Hello.
My project has a lot of Fourier transforms, mostly one-dimensional transformations of matrix rows and columns.
Matrix dimentions = 8192x8192 cu Complex.
fft by row is pretty fast - ~6ms.
But for conversion by columns the time is abnormally long - ~1.5 second
, and I suspect that I am doing something wrong.
I’ll attach a small test of how I perform Fourier.
I use dev Kit AGX Orin 32GB H01
Before running the test i run sudo jetson_clocks, and set power plan - MAXN.
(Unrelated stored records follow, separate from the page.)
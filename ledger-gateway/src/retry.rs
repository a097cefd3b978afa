// Copyright (c) James Kassemi, SC, US. All rights reserved.

use std::time::Duration;

use log::debug;
use rand::Rng;
use tokio::time::sleep;

/// Jittered exponential backoff for transaction submission.
///
/// The policy itself is error-agnostic: callers pass a retryability
/// predicate, so a revert surfaces immediately while a dropped connection is
/// resubmitted.
#[derive(Debug, Clone)]
pub struct RetryPolicy {
    pub max_attempts: usize,
    pub base_delay: Duration,
    pub max_delay: Duration,
    pub jitter_pct: f64,
}

impl RetryPolicy {
    pub fn new(
        max_attempts: usize,
        base_delay: Duration,
        max_delay: Duration,
        jitter_pct: f64,
    ) -> Self {
        let base_delay = base_delay.max(Duration::from_millis(1));
        Self {
            max_attempts: max_attempts.max(1),
            base_delay,
            max_delay: max_delay.max(base_delay),
            jitter_pct: jitter_pct.clamp(0.0, 1.0),
        }
    }

    /// One-shot policy: the first failure is final.
    pub fn no_retry() -> Self {
        Self::new(1, Duration::from_millis(1), Duration::from_millis(1), 0.0)
    }

    /// Defaults tuned for transaction submission over flaky RPC endpoints.
    pub fn default_submission() -> Self {
        Self::new(3, Duration::from_millis(200), Duration::from_secs(2), 0.2)
    }

    fn backoff(&self, attempt: usize) -> Duration {
        let factor = 2_u32.saturating_pow(attempt as u32);
        let mut delay = self
            .base_delay
            .saturating_mul(factor)
            .min(self.max_delay);
        if self.jitter_pct > 0.0 {
            let spread = (delay.as_millis() as f64 * self.jitter_pct) as i64;
            if spread > 0 {
                let delta = rand::thread_rng().gen_range(-spread..=spread);
                let millis = (delay.as_millis() as i64).saturating_add(delta).max(0);
                delay = Duration::from_millis(millis as u64);
            }
        }
        delay
    }

    /// Runs `op` until it succeeds, fails with a non-retryable error, or the
    /// attempt budget is exhausted. `op` receives the zero-based attempt
    /// number.
    pub async fn run<F, Fut, T, E>(&self, retryable: impl Fn(&E) -> bool, mut op: F) -> Result<T, E>
    where
        F: FnMut(usize) -> Fut,
        Fut: std::future::Future<Output = Result<T, E>>,
    {
        let mut attempt = 0;
        loop {
            match op(attempt).await {
                Ok(value) => return Ok(value),
                Err(err) => {
                    attempt += 1;
                    if attempt >= self.max_attempts || !retryable(&err) {
                        return Err(err);
                    }
                    let delay = self.backoff(attempt - 1);
                    debug!("ledger call retrying in {delay:?} (attempt {attempt})");
                    sleep(delay).await;
                }
            }
        }
    }
}

impl Default for RetryPolicy {
    fn default() -> Self {
        Self::default_submission()
    }
}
// nvcc -o fft_test.o fft_test.cu -lcufft
#include <math.h>
#include <stdio.h>
#include <cuComplex.h>
#include <cufft.h>
#define BLOCK_DIM 16
__global__ void data_set(cuComplex *data, float value, int col, int row)
{
int xIndex = blockIdx.x * blockDim.x + threadIdx.x;
int yIndex = blockIdx.y * blockDim.y + threadIdx.y;
if ( (xIndex < row) && (yIndex < col) ){
int matIndex = yIndex * row + xIndex;
data[matIndex].x = value;
data[matIndex].y = 0;
}
}
int main()
{
dim3 gridSize;
dim3 blockSize;
float milliseconds = 0;
cudaEvent_t start, stop;
cudaEventCreate(&start);
cudaEventCreate(&stop);
int n_col = 8192;
int n_row = 8192;
cuComplex *gpu_data;
cudaMalloc( (void**)&gpu_data, n_col*n_row*sizeof(cuComplex) );
cudaDeviceSynchronize();
gridSize = dim3(n_row/BLOCK_DIM,n_col/BLOCK_DIM,1);
blockSize = dim3(BLOCK_DIM,BLOCK_DIM,1);
data_set<<<gridSize,blockSize>>>(gpu_data,1,n_col,n_row);
cufftHandle row_plan;
int row_n[] = {n_row};
int row_inembed[1] = {n_row};
int row_onembed[1] = {n_row};
int row_istride = 1;
int row_idist = n_row;
int row_ostride = 1;
int row_odist = n_row;
int row_batch = n_row;
cufftPlanMany(&row_plan, 1, row_n, row_inembed, row_istride, row_idist, row_onembed, row_ostride, row_odist, CUFFT_C2C, row_batch);
cufftHandle col_plan;
int col_n[] = {n_col};
int col_inembed[1] = {n_col};
int col_onembed[1] = {n_col};
int col_istride = n_col;
int col_idist = 1;
int col_ostride = n_col;
int col_odist = 1;
int col_batch = n_col;
cufftPlanMany(&col_plan, 1, col_n, col_inembed, col_istride, col_idist, col_onembed, col_ostride, col_odist, CUFFT_C2C, col_batch);
// row fft
cudaEventRecord(start);
cufftExecC2C(row_plan, gpu_data, gpu_data, CUFFT_FORWARD);
cudaDeviceSynchronize();
cudaEventRecord(stop);
cudaEventSynchronize(stop);
cudaEventElapsedTime(&milliseconds, start, stop);
printf("row fft execotion time : %f ms\n", milliseconds);
// 6 ms
// column fft
cudaEventRecord(start);
cufftExecC2C(col_plan, gpu_data, gpu_data, CUFFT_FORWARD);
cudaDeviceSynchronize();
cudaEventRecord(stop);
cudaEventSynchronize(stop);
cudaEventElapsedTime(&milliseconds, start, stop);
printf("column fft execotion time : %f ms\n", milliseconds);
// 1.500 s
}
nvidia@nvidia-desktop:~$ ./fft_test.o
row fft execotion time : 5.611392 ms
column fft execotion time : 1625.680298 ms